After the Fall

palm tree“Man is a stately castle, intricately and masterfully constructed. The castle, however, was given a life of its own. When man took it on himself to be God, he ruined everything – the decay became so extensive that only one with the eyes of a craftsman could see the structural beauty that remained underneath. Man is an amalgamation of dignity and depravity, a glorious ruin.”

-from The Wounded Heart by Dan Allendar

Years ago my pastor gave an illustrated sermon explaining what happened when humanity went from Good to Defiled. He stepped up to the pulpit and read from Genesis Chapter 1, then expounded on creation and the unmistakable love for the Created that went into it. As he did so, a painter slipped onto a stool next to him where a large easel had been placed, and began painting a lovely, spacious meadow scene in oils.

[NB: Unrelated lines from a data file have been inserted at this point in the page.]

//! Forum use cases driven end to end over the in-memory repositories.

use std::sync::Arc;

use garage_core::DomainError;
use garage_core::domain::{Post, PostStatus, User, UserRole};
use garage_core::ports::BaseRepository;
use garage_core::services::{
    AccountService, Actor, ForumRepositories, ForumService, ListPosts, NewPost, Registration,
};
use garage_infra::{Argon2PasswordService, InMemoryDatabase, JwtConfig, JwtTokenService};

struct Forum {
    repos: ForumRepositories,
    forum: ForumService,
    accounts: AccountService,
}

async fn forum() -> Forum {
    let repos = InMemoryDatabase::seeded().await.repositories();
    let accounts = AccountService::new(
        repos.users.clone(),
        Arc::new(Argon2PasswordService::new()),
        Arc::new(JwtTokenService::new(JwtConfig {
            secret: "integration-secret".to_string(),
            ..JwtConfig::default()
        })),
    );
    Forum {
        forum: ForumService::new(repos.clone()),
        repos,
        accounts,
    }
}

async fn member(f: &Forum, email: &str, role: UserRole) -> Actor {
    let user = User::new("整備士".to_string(), email.to_string(), "hash".to_string(), role);
    let user = f.repos.users.insert(user).await.unwrap();
    Actor {
        user_id: user.id,
        role,
    }
}

fn question(title: &str) -> NewPost {
    NewPost {
        title: title.to_string(),
        content: "症状の詳細です".to_string(),
        category: "engine".to_string(),
        image_url: None,
    }
}

#[tokio::test]
async fn register_then_login() {
    let f = forum().await;

    let session = f
        .accounts
        .register(Registration {
            name: "鈴木".to_string(),
            email: "suzuki@example.com".to_string(),
            password: "secret1".to_string(),
            ..Registration::default()
        })
        .await
        .unwrap();
    assert_eq!(session.user.role, UserRole::User);
    assert!(!session.access_token.is_empty());

    let again = f
        .accounts
        .register(Registration {
            name: "鈴木".to_string(),
            email: "suzuki@example.com".to_string(),
            password: "secret1".to_string(),
            ..Registration::default()
        })
        .await;
    assert!(matches!(again, Err(DomainError::Duplicate(_))));

    assert!(f.accounts.login("suzuki@example.com", "secret1").await.is_ok());
    assert!(matches!(
        f.accounts.login("suzuki@example.com", "wrong").await,
        Err(DomainError::InvalidCredentials)
    ));
}

#[tokio::test]
async fn deleting_a_post_removes_its_replies() {
    let f = forum().await;
    let author = member(&f, "author@example.com", UserRole::User).await;
    let helper = member(&f, "helper@example.com", UserRole::User).await;

    let post = f.forum.create_post(author, question("異音がする")).await.unwrap();
    let keep = f.forum.create_post(author, question("別の質問")).await.unwrap();
    for _ in 0..3 {
        f.forum
            .create_reply(helper, post.post.id, "ベルトを確認".to_string())
            .await
            .unwrap();
    }
    f.forum
        .create_reply(helper, keep.post.id, "残る回答".to_string())
        .await
        .unwrap();

    f.forum.delete_post(author, post.post.id).await.unwrap();

    assert_eq!(f.repos.replies.count().await.unwrap(), 1);
    assert!(matches!(
        f.forum.get_post(post.post.id).await,
        Err(DomainError::NotFound { .. })
    ));
}

#[tokio::test]
async fn only_owner_or_staff_can_delete() {
    let f = forum().await;
    let author = member(&f, "author@example.com", UserRole::User).await;
    let stranger = member(&f, "stranger@example.com", UserRole::User).await;
    let moderator = member(&f, "mod@example.com", UserRole::Moderator).await;

    let post = f.forum.create_post(author, question("質問")).await.unwrap();

    assert!(matches!(
        f.forum.delete_post(stranger, post.post.id).await,
        Err(DomainError::Forbidden(_))
    ));
    f.forum.delete_post(moderator, post.post.id).await.unwrap();
}

#[tokio::test]
async fn replying_to_missing_or_draft_post_is_not_found() {
    let f = forum().await;
    let author = member(&f, "author@example.com", UserRole::User).await;

    let missing = f
        .forum
        .create_reply(author, uuid::Uuid::new_v4(), "回答".to_string())
        .await;
    assert!(matches!(missing, Err(DomainError::NotFound { .. })));

    let engine = f.repos.categories.find_by_slug("engine").await.unwrap().unwrap();
    let draft = Post::new(author.user_id, engine.id, "下書き".into(), "本文".into())
        .with_status(PostStatus::Draft);
    let draft = f.repos.posts.insert(draft).await.unwrap();

    let result = f.forum.create_reply(author, draft.id, "回答".to_string()).await;
    assert!(matches!(result, Err(DomainError::NotFound { .. })));
}

#[tokio::test]
async fn best_answer_is_unique_and_listed_first() {
    let f = forum().await;
    let author = member(&f, "author@example.com", UserRole::User).await;
    let helper = member(&f, "helper@example.com", UserRole::User).await;

    let post = f.forum.create_post(author, question("CVTの異音")).await.unwrap();
    let first = f
        .forum
        .create_reply(helper, post.post.id, "フルード交換".to_string())
        .await
        .unwrap();
    let second = f
        .forum
        .create_reply(helper, post.post.id, "ベアリング点検".to_string())
        .await
        .unwrap();

    f.forum
        .mark_best_answer(author, post.post.id, first.reply.id)
        .await
        .unwrap();
    f.forum
        .mark_best_answer(author, post.post.id, second.reply.id)
        .await
        .unwrap();

    let replies = f.forum.list_replies(post.post.id).await.unwrap();
    assert_eq!(replies.iter().filter(|r| r.reply.is_best_answer).count(), 1);
    assert_eq!(replies[0].reply.id, second.reply.id);

    assert!(matches!(
        f.forum
            .mark_best_answer(helper, post.post.id, first.reply.id)
            .await,
        Err(DomainError::Forbidden(_))
    ));
}

#[tokio::test]
async fn listing_filters_by_category_and_search() {
    let f = forum().await;
    let author = member(&f, "author@example.com", UserRole::User).await;

    f.forum.create_post(author, question("オイル漏れ")).await.unwrap();
    f.forum
        .create_post(
            author,
            NewPost {
                category: "diagnosis".to_string(),
                ..question("診断機の選び方")
            },
        )
        .await
        .unwrap();

    let engine = f
        .forum
        .list_posts(ListPosts {
            category: Some("engine".to_string()),
            ..ListPosts::default()
        })
        .await
        .unwrap();
    assert_eq!(engine.total, 1);

    let unknown_category = f
        .forum
        .list_posts(ListPosts {
            category: Some("nope".to_string()),
            ..ListPosts::default()
        })
        .await
        .unwrap();
    assert_eq!(unknown_category.total, 2);

    let search = f
        .forum
        .list_posts(ListPosts {
            search: Some("診断機".to_string()),
            ..ListPosts::default()
        })
        .await
        .unwrap();
    assert_eq!(search.total, 1);
    assert_eq!(search.items[0].category.slug, "diagnosis");

    let categories = f.forum.list_categories().await.unwrap();
    let counted: u64 = categories.iter().map(|c| c.post_count).sum();
    assert_eq!(counted, 2);
}

#[tokio::test]
async fn unknown_category_is_rejected_on_create() {
    let f = forum().await;
    let author = member(&f, "author@example.com", UserRole::User).await;

    let result = f
        .forum
        .create_post(
            author,
            NewPost {
                category: "nope".to_string(),
                ..question("質問")
            },
        )
        .await;
    assert!(matches!(result, Err(DomainError::Validation(msg)) if msg == "無効なカテゴリです"));
}

#[tokio::test]
async fn stats_are_for_staff_and_count_published_posts() {
    let f = forum().await;
    let user = member(&f, "user@example.com", UserRole::User).await;
    let moderator = member(&f, "mod@example.com", UserRole::Moderator).await;
    let admin = member(&f, "admin@example.com", UserRole::Admin).await;

    let post = f.forum.create_post(user, question("質問")).await.unwrap();
    f.forum
        .create_reply(moderator, post.post.id, "回答".to_string())
        .await
        .unwrap();

    let engine = f.repos.categories.find_by_slug("engine").await.unwrap().unwrap();
    let draft = Post::new(user.user_id, engine.id, "下書き".into(), "本文".into())
        .with_status(PostStatus::Draft);
    f.repos.posts.insert(draft).await.unwrap();

    assert!(matches!(
        f.forum.stats(user).await,
        Err(DomainError::Forbidden(_))
    ));

    let stats = f.forum.stats(admin).await.unwrap();
    assert_eq!(stats.user_count, 3);
    assert_eq!(stats.post_count, 1);
    assert_eq!(stats.reply_count, 1);
    assert_eq!(stats.avg_replies_per_post, 1.0);
    assert_eq!(stats.recent_posts.len(), 1);

    let stats = f.forum.stats(moderator).await.unwrap();
    assert_eq!(stats.post_count, 1);
}
//! Middleware modules.

pub mod auth;
pub mod error;
pub mod request_id;

#[cfg(feature = "rate-limit")]
pub mod rate_limit;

The artist was unusually skilled, so we could barely concentrate on what our pastor was saying as trees, lake, midday sun, tall grass, and blue/red sky sprang up in front of us.

Then, just as the painter put his finishing touches on the canvas, our pastor pulled a pan of black paint out from under the pulpit, dipped both hands into it, then turned to the easel and smeared them all over the freshly created scene.

The congregation’s reaction was almost violent. We booed, gasped, and shouted “How could you!”, outraged as we saw ugly black smears defacing what had been so carefully and tenderly created. Much of what had been beautiful still was, of course, but some of it was completely blotted out, most of it was marred, and none of it could ever be the same. The ruin was complete.

Never had I seen the concept of The Fall so well expressed. Through Adam’s disobedience and Eve’s deception, there went the human family, still beautiful but defaced; still existing but marred, never in this life to be all it was meant to be.

What struck me most, though, was the sympathy we all extended to the artist. Here he’d just created beauty, only to have it permanently desecrated by one man’s action. Most of my life I’ve viewed the Fall from Adam and Eve’s perspective – how awful it must have been for them; how terrible the consequences – but this time I saw it from the Creator’s perspective. God had perfect intentions for a race exquisitely formed, and now had to witness His handiwork brutally smeared. Instead of weeping for Adam and Eve and the consequences they and the rest of us would face, I finally wept for the Artist over the assault on His handiwork. And for His broken heart.

“It’s not about me” is a phrase I have to drill into my balding head ad infinitum. The tragedy of physical decay, strained relations and unrestrained evil is not just My tragedy, it’s His, and hugely. It was His plan, after all, that was thwarted that miserable day, and daily He witnesses the aftermath. I may, as a son of Adam, live and breathe sin’s impact, but I can hardly appreciate how far my life really is from what it was meant to be. I wasn’t in Eden, I’ve never known sinlessness, and I can’t fathom what life was like before the Fall, so the full weight of the difference between where we are and where we should have been escapes me.

But seeing through a glass darkly isn’t the same as total blindness. I can pray for God’s viewpoint of this fallen world and my fellow sinners, and as He graciously gives me glimpses of His perspective on all this, I can better appreciate what it’s like for Him, not just me, after the fall. And it goes without saying that, along with this appreciation, there comes the even more earnest prayer – Come quickly Lord Jesus – that we all breathe out when we’re hungry to shed the sin nature and be clothed, once and forever, in righteousness, finally re-becoming the painting He envisioned and began so long ago.

Meanwhile, as the song says, “I can only imagine.”

Comments

Suzanne | Oct 8, 2014

Thank you for sharing this, Joe. Very impactful and thought provoking.